_WHAT TO DO_
From the records below, copy every line that contains the word "tokio".

_DATASET RECORDS_

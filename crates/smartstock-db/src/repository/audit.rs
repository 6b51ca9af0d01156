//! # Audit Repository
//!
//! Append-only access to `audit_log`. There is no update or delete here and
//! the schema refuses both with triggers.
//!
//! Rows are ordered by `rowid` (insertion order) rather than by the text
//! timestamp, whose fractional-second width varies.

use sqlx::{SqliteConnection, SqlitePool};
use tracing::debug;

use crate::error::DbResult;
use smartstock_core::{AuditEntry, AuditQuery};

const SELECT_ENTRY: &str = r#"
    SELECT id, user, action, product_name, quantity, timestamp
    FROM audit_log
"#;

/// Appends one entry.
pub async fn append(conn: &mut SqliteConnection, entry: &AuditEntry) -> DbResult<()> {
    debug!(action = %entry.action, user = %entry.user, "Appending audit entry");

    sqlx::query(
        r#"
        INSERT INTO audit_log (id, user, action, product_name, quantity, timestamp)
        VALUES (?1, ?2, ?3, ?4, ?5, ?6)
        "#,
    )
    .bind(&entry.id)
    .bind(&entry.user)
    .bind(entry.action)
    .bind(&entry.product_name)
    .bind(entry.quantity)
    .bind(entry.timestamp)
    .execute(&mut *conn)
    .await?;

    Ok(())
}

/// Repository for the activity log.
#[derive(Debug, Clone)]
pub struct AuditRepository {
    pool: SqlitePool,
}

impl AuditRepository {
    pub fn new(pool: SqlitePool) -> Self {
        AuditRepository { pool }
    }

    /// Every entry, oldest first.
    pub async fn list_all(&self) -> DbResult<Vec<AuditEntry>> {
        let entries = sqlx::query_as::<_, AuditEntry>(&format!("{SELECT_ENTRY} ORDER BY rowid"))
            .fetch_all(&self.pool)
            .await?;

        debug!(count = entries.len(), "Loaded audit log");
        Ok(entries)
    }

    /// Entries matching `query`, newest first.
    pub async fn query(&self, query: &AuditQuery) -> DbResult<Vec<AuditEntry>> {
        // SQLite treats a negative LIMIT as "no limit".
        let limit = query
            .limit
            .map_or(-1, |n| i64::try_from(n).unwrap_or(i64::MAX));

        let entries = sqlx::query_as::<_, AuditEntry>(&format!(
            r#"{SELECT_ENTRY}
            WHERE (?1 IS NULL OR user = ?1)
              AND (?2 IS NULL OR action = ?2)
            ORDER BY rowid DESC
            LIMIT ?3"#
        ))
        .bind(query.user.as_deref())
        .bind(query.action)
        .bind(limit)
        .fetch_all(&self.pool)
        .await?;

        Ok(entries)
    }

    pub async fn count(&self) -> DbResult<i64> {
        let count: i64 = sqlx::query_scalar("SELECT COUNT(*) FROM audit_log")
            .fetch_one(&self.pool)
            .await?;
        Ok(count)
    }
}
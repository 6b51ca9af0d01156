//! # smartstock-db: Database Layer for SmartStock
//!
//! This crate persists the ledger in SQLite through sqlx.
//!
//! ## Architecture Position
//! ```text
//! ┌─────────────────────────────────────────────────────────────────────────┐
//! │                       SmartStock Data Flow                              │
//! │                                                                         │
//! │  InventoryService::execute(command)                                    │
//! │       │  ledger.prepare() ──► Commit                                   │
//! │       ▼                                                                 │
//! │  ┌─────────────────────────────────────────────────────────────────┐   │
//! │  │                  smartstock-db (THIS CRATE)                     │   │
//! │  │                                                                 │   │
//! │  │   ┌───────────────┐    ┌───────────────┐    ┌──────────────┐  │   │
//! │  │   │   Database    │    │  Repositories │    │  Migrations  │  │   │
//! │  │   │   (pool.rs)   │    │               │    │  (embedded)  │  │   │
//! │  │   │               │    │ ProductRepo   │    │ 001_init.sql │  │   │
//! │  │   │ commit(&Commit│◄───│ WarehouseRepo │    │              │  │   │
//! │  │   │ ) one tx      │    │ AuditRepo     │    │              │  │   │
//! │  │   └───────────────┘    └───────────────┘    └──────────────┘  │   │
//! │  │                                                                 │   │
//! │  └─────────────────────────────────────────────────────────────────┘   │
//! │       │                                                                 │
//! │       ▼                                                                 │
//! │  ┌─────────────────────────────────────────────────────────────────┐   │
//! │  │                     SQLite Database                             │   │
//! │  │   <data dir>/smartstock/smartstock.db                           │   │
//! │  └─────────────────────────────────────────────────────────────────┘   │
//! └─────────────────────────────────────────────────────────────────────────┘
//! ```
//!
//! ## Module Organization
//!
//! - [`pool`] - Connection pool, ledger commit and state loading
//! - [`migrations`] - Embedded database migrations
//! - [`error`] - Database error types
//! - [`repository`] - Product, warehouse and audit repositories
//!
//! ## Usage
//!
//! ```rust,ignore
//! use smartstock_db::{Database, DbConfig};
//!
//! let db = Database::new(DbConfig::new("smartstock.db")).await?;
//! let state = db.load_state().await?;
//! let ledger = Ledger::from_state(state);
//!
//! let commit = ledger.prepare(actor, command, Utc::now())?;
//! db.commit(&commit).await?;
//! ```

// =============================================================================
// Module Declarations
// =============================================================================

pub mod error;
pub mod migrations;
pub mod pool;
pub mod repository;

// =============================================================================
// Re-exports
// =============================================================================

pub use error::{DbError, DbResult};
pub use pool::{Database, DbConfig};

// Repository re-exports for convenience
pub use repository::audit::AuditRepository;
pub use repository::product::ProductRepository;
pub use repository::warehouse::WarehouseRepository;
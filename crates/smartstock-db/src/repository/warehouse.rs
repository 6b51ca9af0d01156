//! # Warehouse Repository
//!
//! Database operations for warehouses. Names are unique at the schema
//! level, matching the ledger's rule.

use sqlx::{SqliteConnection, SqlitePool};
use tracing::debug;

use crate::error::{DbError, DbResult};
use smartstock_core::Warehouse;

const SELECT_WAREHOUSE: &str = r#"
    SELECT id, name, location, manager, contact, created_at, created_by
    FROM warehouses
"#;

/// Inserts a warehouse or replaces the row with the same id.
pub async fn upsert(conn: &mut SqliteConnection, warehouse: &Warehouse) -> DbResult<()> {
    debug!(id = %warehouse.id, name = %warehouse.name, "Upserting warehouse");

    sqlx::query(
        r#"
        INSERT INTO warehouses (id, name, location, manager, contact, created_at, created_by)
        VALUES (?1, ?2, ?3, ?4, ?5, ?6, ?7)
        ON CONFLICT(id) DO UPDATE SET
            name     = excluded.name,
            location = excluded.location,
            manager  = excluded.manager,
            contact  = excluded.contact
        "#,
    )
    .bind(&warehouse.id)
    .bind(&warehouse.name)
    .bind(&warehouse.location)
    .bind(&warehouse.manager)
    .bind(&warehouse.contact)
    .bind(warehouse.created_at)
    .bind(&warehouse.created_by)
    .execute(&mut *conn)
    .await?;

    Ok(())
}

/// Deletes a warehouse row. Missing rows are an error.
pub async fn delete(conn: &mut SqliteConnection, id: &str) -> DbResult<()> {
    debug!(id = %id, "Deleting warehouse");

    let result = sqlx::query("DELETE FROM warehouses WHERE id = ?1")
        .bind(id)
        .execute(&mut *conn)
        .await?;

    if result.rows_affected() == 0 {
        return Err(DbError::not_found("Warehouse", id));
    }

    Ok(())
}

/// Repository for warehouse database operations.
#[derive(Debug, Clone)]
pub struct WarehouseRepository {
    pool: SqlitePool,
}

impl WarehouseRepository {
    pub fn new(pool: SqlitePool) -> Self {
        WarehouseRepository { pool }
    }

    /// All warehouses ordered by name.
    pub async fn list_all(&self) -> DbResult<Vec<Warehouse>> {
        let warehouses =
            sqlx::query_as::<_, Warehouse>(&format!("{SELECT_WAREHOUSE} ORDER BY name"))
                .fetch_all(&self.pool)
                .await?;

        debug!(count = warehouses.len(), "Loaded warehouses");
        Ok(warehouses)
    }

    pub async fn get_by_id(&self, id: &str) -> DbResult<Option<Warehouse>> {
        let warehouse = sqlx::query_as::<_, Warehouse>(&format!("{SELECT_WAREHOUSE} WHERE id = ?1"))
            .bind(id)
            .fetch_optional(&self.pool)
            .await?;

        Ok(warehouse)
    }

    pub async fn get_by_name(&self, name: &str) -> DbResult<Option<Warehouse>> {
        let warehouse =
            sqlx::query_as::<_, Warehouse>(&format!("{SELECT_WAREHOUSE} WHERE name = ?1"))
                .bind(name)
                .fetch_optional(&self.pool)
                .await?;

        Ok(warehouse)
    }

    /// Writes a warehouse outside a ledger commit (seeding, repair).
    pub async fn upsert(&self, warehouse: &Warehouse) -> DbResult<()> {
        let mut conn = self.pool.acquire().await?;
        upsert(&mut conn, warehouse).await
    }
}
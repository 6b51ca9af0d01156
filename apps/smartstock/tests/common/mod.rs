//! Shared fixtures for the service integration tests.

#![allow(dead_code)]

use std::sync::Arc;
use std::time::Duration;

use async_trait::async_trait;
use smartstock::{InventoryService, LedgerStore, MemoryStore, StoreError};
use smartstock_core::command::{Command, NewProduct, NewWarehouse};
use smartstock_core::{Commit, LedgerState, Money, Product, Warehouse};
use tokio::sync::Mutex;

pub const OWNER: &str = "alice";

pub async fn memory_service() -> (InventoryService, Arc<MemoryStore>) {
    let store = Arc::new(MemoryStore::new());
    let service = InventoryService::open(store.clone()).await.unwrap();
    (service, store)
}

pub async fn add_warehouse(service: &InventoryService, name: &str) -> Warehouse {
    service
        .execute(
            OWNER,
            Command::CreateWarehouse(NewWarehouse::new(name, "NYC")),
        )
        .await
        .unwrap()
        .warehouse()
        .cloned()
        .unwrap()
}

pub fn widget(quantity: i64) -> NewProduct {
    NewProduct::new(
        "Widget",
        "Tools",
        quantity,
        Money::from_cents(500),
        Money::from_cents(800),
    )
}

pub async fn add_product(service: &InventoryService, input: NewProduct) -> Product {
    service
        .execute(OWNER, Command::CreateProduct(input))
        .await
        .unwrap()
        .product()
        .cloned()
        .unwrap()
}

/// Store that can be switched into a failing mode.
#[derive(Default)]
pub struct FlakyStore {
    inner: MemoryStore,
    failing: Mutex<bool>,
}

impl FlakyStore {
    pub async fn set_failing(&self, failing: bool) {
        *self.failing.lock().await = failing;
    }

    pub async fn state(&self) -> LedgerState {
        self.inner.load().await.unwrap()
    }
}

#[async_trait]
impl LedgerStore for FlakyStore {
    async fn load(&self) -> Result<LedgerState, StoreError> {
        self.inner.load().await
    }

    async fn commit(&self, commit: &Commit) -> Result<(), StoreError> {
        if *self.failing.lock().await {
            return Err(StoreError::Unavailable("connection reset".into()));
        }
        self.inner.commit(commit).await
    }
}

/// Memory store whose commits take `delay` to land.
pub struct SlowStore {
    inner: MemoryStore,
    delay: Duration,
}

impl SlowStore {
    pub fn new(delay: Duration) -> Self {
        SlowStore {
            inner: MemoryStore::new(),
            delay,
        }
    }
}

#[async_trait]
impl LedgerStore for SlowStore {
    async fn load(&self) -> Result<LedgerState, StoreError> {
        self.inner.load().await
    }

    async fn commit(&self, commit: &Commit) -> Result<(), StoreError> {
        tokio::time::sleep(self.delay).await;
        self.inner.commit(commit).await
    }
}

_EXERCISE OUTPUT_
use tokio::sync::Mutex;
        tokio::time::sleep(self.delay).await;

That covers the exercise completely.